Part of that euphoria centered around comments company CEO Carol Bartz made during the last earnings call. “If there’s boatloads of money and the right technology involved, would we do a deal? Sure.” Bartz said in typical brash style.
But when today's deal was announced, much to the dismay of investors, that boat sank, and with it, so too did the money.
"We were talking to investors last week who were looking for $4 billion," said Heath Terry, equity analyst over at FBR Capital Markets (SELL). "But I'm not surprised. Microsoft held almost all the cards. Because of Bartz's comments and the deal on the table last year, expectations got out of hand, and management did little to tamp them down."

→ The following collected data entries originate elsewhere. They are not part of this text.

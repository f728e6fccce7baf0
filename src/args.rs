use clap::Parser;

/// This program loads historical election datasets and prints the derived
/// national summaries and region filter lists.
#[derive(Parser, Debug, Clone)]
#[clap(author, version, about, long_about = None)]
pub struct Args {
    /// (directory path) Root directory holding the published data files, laid out as
    /// data/vote/<year>/*.json with the global palette at data/vote/party-color.json.
    #[clap(short, long, value_parser, default_value = ".")]
    pub data_dir: String,

    /// (comma-separated year labels) The election years to load. Defaults to the eight
    /// presidential elections from 1996 to 2024.
    #[clap(long, value_parser, value_delimiter = ',')]
    pub years: Option<Vec<String>>,

    /// (year label) If specified, prints the city filter list of that year instead of
    /// the national summary. The nationwide entry always comes first.
    #[clap(short, long, value_parser)]
    pub year: Option<String>,

    /// (city name) If specified together with --year, prints the town filter list under
    /// that city. An unknown city prints nothing.
    #[clap(short, long, value_parser)]
    pub city: Option<String>,

    /// (file path, 'stdout' or empty) If specified, the national party vote summary will
    /// be written in JSON format to the given location.
    #[clap(short, long, value_parser)]
    pub out: Option<String>,

    /// (file path) A reference file containing a previously computed summary in JSON
    /// format. If provided, votemap will check that the computed summary matches the
    /// reference.
    #[clap(short, long, value_parser)]
    pub reference: Option<String>,

    // Other arguments
    /// If passed as an argument, will turn on verbose logging to the standard output.
    #[clap(long, takes_value = false)]
    pub verbose: bool,
}
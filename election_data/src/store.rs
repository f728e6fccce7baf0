// ********* Input data structures ***********

use serde::{Deserialize, Serialize};
use serde_json::Value as JSValue;
use std::collections::HashMap;
use std::error::Error;
use std::fmt::Display;

/// Province-level code (and area scope code) marking a nationwide row.
pub const NATIONWIDE_CODE: &str = "00";
/// City code of the nationwide aggregate row.
pub const NO_CITY_CODE: &str = "000";
/// Department code of rows that do not sit under a department.
pub const NO_DEPARTMENT_CODE: &str = "000";
/// Village code of rows that are not village-level.
pub const NO_VILLAGE_CODE: &str = "0000";

/// Color used for parties that are absent from the palette.
pub const FALLBACK_COLOR: &str = "#DEE2E6";

// Legacy province-tier rows still present in the upstream files. They are not
// voting jurisdictions and never appear in the city filter.
pub(crate) const PROVINCE_TIER_NAMES: [&str; 2] = ["臺灣省", "福建省"];

/// One administrative unit of a given election year.
///
/// The code tuple `(prv_code, city_code, dept_code, li_code)` identifies the
/// unit; `area_code` carries the scope tier of the row. Codes are only
/// meaningful within the files of a single year.
#[derive(Eq, PartialEq, Debug, Clone, Serialize, Deserialize)]
pub struct RegionRecord {
    pub prv_code: String,
    pub city_code: String,
    pub area_code: String,
    pub dept_code: String,
    pub li_code: String,
    pub area_name: String,
}

impl RegionRecord {
    /// The all-sentinel code tuple denotes the aggregate, country-wide row.
    pub fn is_nationwide(&self) -> bool {
        self.prv_code == NATIONWIDE_CODE
            && self.city_code == NO_CITY_CODE
            && self.dept_code == NO_DEPARTMENT_CODE
            && self.li_code == NO_VILLAGE_CODE
    }
}

/// A registered party of a given year. Party codes are not stable across
/// years.
#[derive(Eq, PartialEq, Debug, Clone, Serialize, Deserialize)]
pub struct PartyRecord {
    pub party_code: String,
    pub party_name: String,
}

/// One entry of the global party color palette, keyed by party name.
#[derive(Eq, PartialEq, Debug, Clone, Serialize, Deserialize)]
pub struct PartyColorRecord {
    pub party_name: String,
    pub color: String,
}

/// Links a ballot number to a party, within one year only.
#[derive(Eq, PartialEq, Debug, Clone, Serialize, Deserialize)]
pub struct CandidateRecord {
    pub cand_no: String,
    pub party_code: String,
}

/// A tally row of the candidate vote file.
#[derive(PartialEq, Debug, Clone, Serialize, Deserialize)]
pub struct CandidateVoteRecord {
    pub prv_code: String,
    pub cand_no: String,
    pub ticket_num: u64,
    pub ticket_percent: f64,
}

impl CandidateVoteRecord {
    /// National tallies carry the nationwide province code; everything else
    /// is a per-district breakdown.
    pub fn is_national(&self) -> bool {
        self.prv_code == NATIONWIDE_CODE
    }
}

// ******** Output data structures *********

/// One ranked entry of the national party vote summary of a year.
///
/// The serialized field names follow the wire format consumed by the views.
#[derive(PartialEq, Debug, Clone, Serialize, Deserialize)]
pub struct PartyVoteSummary {
    pub year: String,
    #[serde(rename = "candNo")]
    pub cand_no: String,
    #[serde(rename = "ticketNum")]
    pub ticket_num: u64,
    #[serde(rename = "ticketPercent")]
    pub ticket_percent: f64,
    #[serde(rename = "partyName")]
    pub party_name: String,
    #[serde(rename = "partyColor")]
    pub party_color: String,
}

// ********* Store **********

/// The datasets retrieved for a single election year.
#[derive(PartialEq, Debug, Clone, Default)]
pub struct YearData {
    pub regions: Vec<RegionRecord>,
    /// Raw rows of the election profile file. No derived view reads them
    /// yet, so their schema is kept opaque.
    pub region_votes: Vec<JSValue>,
    pub parties: Vec<PartyRecord>,
    pub candidates: Vec<CandidateRecord>,
    pub candidate_votes: Vec<CandidateVoteRecord>,
}

/// The assembled, read-only election data of a session.
///
/// A store is built once, by a loader or a
/// [`StoreBuilder`](crate::builder::StoreBuilder), and passed by reference to
/// every derived computation. Derived results are recomputed in full, never
/// patched, so the store itself is never mutated after construction.
#[derive(PartialEq, Debug, Clone, Default)]
pub struct ElectionStore {
    pub(crate) years: Vec<String>,
    pub(crate) by_year: HashMap<String, YearData>,
    pub(crate) party_colors: Vec<PartyColorRecord>,
}

impl ElectionStore {
    /// The loaded years, in insertion order.
    pub fn years(&self) -> &[String] {
        &self.years
    }

    pub fn year_data(&self, year: &str) -> Option<&YearData> {
        self.by_year.get(year)
    }

    /// The global color palette. Not year-scoped.
    pub fn party_colors(&self) -> &[PartyColorRecord] {
        &self.party_colors
    }
}

/// Errors raised while assembling a store.
#[derive(Eq, PartialEq, Debug, Clone)]
pub enum StoreError {
    DuplicateYear(String),
}

impl Error for StoreError {}

impl Display for StoreError {
    fn fmt(&self, f: &mut std::fmt::Formatter<'_>) -> std::fmt::Result {
        match self {
            StoreError::DuplicateYear(year) => write!(f, "year {} was added twice", year),
        }
    }
}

Still, some think the 10% sell off today is a little harsh.
And it's not entirely clear the deal will get approval.
"One has to ask, "Why would Carl Icahn vote for such a bad deal?" mused Dan Nathan of "Options Actions"fame (who actually likes "Jerry McGuire"). "No cash upfront?" asked Nathan, contempt oozing in his voice.
Today, options traders reined-in their bullish bets, licked their losses and sold back many of those out-of-the-money calls. But there was some activity today that suggests a better deal could be in the offing, with some options traders buying the September 17/19 call spread, a trade that become most valuable if Yahoo hits $19 by the September expiration.
Maybe by then, Bartz will have her boatload.